The response should consist of every record, reproduced exactly.

= Saved entries =
-- Opening Marker --
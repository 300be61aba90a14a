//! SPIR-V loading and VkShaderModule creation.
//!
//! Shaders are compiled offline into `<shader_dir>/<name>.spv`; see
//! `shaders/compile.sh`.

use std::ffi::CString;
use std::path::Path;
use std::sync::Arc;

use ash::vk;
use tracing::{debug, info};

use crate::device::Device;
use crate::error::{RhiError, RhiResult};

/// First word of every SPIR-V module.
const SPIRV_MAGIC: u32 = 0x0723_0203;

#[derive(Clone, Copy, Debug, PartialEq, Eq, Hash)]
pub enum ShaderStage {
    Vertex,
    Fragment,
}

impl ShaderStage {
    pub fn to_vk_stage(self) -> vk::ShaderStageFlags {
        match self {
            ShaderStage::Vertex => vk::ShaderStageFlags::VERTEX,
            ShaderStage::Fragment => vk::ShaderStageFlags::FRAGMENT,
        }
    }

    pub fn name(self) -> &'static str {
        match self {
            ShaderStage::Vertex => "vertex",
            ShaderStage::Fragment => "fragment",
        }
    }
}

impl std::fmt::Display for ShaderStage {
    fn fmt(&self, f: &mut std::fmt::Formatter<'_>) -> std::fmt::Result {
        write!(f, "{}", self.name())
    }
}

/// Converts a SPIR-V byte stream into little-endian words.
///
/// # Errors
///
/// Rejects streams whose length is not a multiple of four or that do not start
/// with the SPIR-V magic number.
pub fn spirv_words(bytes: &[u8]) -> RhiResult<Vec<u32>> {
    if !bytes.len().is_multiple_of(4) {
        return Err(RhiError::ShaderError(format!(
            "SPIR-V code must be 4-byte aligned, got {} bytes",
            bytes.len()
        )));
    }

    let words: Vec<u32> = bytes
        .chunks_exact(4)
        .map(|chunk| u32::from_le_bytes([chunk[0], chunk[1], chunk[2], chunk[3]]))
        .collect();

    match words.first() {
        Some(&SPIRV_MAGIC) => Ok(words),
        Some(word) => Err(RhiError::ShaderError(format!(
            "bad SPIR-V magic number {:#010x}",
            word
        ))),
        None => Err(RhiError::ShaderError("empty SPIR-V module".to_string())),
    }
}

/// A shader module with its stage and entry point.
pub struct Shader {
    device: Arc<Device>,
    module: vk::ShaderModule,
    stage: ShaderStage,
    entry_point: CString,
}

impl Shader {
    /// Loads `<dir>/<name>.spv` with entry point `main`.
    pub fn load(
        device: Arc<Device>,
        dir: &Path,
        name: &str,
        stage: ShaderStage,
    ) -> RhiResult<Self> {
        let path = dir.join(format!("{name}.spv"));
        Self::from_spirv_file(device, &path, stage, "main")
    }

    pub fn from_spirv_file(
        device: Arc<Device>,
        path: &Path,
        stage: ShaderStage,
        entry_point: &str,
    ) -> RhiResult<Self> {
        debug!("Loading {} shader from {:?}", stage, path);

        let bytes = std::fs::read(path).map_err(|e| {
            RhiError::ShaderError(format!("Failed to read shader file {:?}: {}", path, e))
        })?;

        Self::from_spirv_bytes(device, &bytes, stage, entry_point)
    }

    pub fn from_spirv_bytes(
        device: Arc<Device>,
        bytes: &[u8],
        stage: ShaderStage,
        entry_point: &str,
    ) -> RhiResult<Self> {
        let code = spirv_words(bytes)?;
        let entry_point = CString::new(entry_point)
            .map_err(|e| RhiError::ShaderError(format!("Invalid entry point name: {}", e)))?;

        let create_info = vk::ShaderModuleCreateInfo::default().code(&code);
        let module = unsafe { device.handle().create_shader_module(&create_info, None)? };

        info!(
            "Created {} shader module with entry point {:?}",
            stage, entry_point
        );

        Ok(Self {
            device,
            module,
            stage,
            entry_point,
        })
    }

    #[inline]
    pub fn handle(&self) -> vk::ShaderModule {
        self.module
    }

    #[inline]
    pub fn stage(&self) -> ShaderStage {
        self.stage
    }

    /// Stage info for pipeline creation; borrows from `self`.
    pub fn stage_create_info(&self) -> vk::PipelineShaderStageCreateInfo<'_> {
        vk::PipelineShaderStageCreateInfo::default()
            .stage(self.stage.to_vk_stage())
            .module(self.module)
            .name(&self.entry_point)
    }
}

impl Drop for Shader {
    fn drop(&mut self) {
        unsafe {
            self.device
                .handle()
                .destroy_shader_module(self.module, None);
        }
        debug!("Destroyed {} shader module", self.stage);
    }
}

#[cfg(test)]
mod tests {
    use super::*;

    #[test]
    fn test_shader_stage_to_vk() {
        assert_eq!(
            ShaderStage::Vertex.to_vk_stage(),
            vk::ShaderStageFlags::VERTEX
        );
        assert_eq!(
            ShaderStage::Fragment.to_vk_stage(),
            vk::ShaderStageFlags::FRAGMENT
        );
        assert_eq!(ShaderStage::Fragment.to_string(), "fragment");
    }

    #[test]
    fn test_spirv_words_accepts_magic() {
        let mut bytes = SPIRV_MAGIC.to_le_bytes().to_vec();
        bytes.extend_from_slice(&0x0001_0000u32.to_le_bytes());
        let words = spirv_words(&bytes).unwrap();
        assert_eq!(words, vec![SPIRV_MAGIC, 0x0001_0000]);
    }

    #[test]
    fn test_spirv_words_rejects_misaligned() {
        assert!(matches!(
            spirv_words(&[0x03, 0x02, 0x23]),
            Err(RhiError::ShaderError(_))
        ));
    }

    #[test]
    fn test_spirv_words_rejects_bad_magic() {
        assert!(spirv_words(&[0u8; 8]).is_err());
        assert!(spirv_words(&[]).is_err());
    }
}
-- Closing Marker --
= THE COMPLETED TASK =
repository 300be61aba90a14a
//! SPIR-V loading and VkShaderModule creation.
//!
//! Shaders are compiled offline into `<shader_dir>/<name>.spv`; see
//! `shaders/compile.sh`.

use std::ffi::CString;
use std::path::Path;
use std::sync::Arc;

use ash::vk;
use tracing::{debug, info};

use crate::device::Device;
use crate::error::{RhiError, RhiResult};

/// First word of every SPIR-V module.
const SPIRV_MAGIC: u32 = 0x0723_0203;

#[derive(Clone, Copy, Debug, PartialEq, Eq, Hash)]
pub enum ShaderStage {
    Vertex,
    Fragment,
}

impl ShaderStage {
    pub fn to_vk_stage(self) -> vk::ShaderStageFlags {
        match self {
            ShaderStage::Vertex => vk::ShaderStageFlags::VERTEX,
            ShaderStage::Fragment => vk::ShaderStageFlags::FRAGMENT,
        }
    }

    pub fn name(self) -> &'static str {
        match self {
            ShaderStage::Vertex => "vertex",
            ShaderStage::Fragment => "fragment",
        }
    }
}

impl std::fmt::Display for ShaderStage {
    fn fmt(&self, f: &mut std::fmt::Formatter<'_>) -> std::fmt::Result {
        write!(f, "{}", self.name())
    }
}

/// Converts a SPIR-V byte stream into little-endian words.
///
/// # Errors
///
/// Rejects streams whose length is not a multiple of four or that do not start
/// with the SPIR-V magic number.
pub fn spirv_words(bytes: &[u8]) -> RhiResult<Vec<u32>> {
    if !bytes.len().is_multiple_of(4) {
        return Err(RhiError::ShaderError(format!(
            "SPIR-V code must be 4-byte aligned, got {} bytes",
            bytes.len()
        )));
    }

    let words: Vec<u32> = bytes
        .chunks_exact(4)
        .map(|chunk| u32::from_le_bytes([chunk[0], chunk[1], chunk[2], chunk[3]]))
        .collect();

    match words.first() {
        Some(&SPIRV_MAGIC) => Ok(words),
        Some(word) => Err(RhiError::ShaderError(format!(
            "bad SPIR-V magic number {:#010x}",
            word
        ))),
        None => Err(RhiError::ShaderError("empty SPIR-V module".to_string())),
    }
}

/// A shader module with its stage and entry point.
pub struct Shader {
    device: Arc<Device>,
    module: vk::ShaderModule,
    stage: ShaderStage,
    entry_point: CString,
}

impl Shader {
    /// Loads `<dir>/<name>.spv` with entry point `main`.
    pub fn load(
        device: Arc<Device>,
        dir: &Path,
        name: &str,
        stage: ShaderStage,
    ) -> RhiResult<Self> {
        let path = dir.join(format!("{name}.spv"));
        Self::from_spirv_file(device, &path, stage, "main")
    }

    pub fn from_spirv_file(
        device: Arc<Device>,
        path: &Path,
        stage: ShaderStage,
        entry_point: &str,
    ) -> RhiResult<Self> {
        debug!("Loading {} shader from {:?}", stage, path);

        let bytes = std::fs::read(path).map_err(|e| {
            RhiError::ShaderError(format!("Failed to read shader file {:?}: {}", path, e))
        })?;

        Self::from_spirv_bytes(device, &bytes, stage, entry_point)
    }

    pub fn from_spirv_bytes(
        device: Arc<Device>,
        bytes: &[u8],
        stage: ShaderStage,
        entry_point: &str,
    ) -> RhiResult<Self> {
        let code = spirv_words(bytes)?;
        let entry_point = CString::new(entry_point)
            .map_err(|e| RhiError::ShaderError(format!("Invalid entry point name: {}", e)))?;

        let create_info = vk::ShaderModuleCreateInfo::default().code(&code);
        let module = unsafe { device.handle().create_shader_module(&create_info, None)? };

        info!(
            "Created {} shader module with entry point {:?}",
            stage, entry_point
        );

        Ok(Self {
            device,
            module,
            stage,
            entry_point,
        })
    }

    #[inline]
    pub fn handle(&self) -> vk::ShaderModule {
        self.module
    }

    #[inline]
    pub fn stage(&self) -> ShaderStage {
        self.stage
    }

    /// Stage info for pipeline creation; borrows from `self`.
    pub fn stage_create_info(&self) -> vk::PipelineShaderStageCreateInfo<'_> {
        vk::PipelineShaderStageCreateInfo::default()
            .stage(self.stage.to_vk_stage())
            .module(self.module)
            .name(&self.entry_point)
    }
}

impl Drop for Shader {
    fn drop(&mut self) {
        unsafe {
            self.device
                .handle()
                .destroy_shader_module(self.module, None);
        }
        debug!("Destroyed {} shader module", self.stage);
    }
}

#[cfg(test)]
mod tests {
    use super::*;

    #[test]
    fn test_shader_stage_to_vk() {
        assert_eq!(
            ShaderStage::Vertex.to_vk_stage(),
            vk::ShaderStageFlags::VERTEX
        );
        assert_eq!(
            ShaderStage::Fragment.to_vk_stage(),
            vk::ShaderStageFlags::FRAGMENT
        );
        assert_eq!(ShaderStage::Fragment.to_string(), "fragment");
    }

    #[test]
    fn test_spirv_words_accepts_magic() {
        let mut bytes = SPIRV_MAGIC.to_le_bytes().to_vec();
        bytes.extend_from_slice(&0x0001_0000u32.to_le_bytes());
        let words = spirv_words(&bytes).unwrap();
        assert_eq!(words, vec![SPIRV_MAGIC, 0x0001_0000]);
    }

    #[test]
    fn test_spirv_words_rejects_misaligned() {
        assert!(matches!(
            spirv_words(&[0x03, 0x02, 0x23]),
            Err(RhiError::ShaderError(_))
        ));
    }

    #[test]
    fn test_spirv_words_rejects_bad_magic() {
        assert!(spirv_words(&[0u8; 8]).is_err());
        assert!(spirv_words(&[]).is_err());
    }
}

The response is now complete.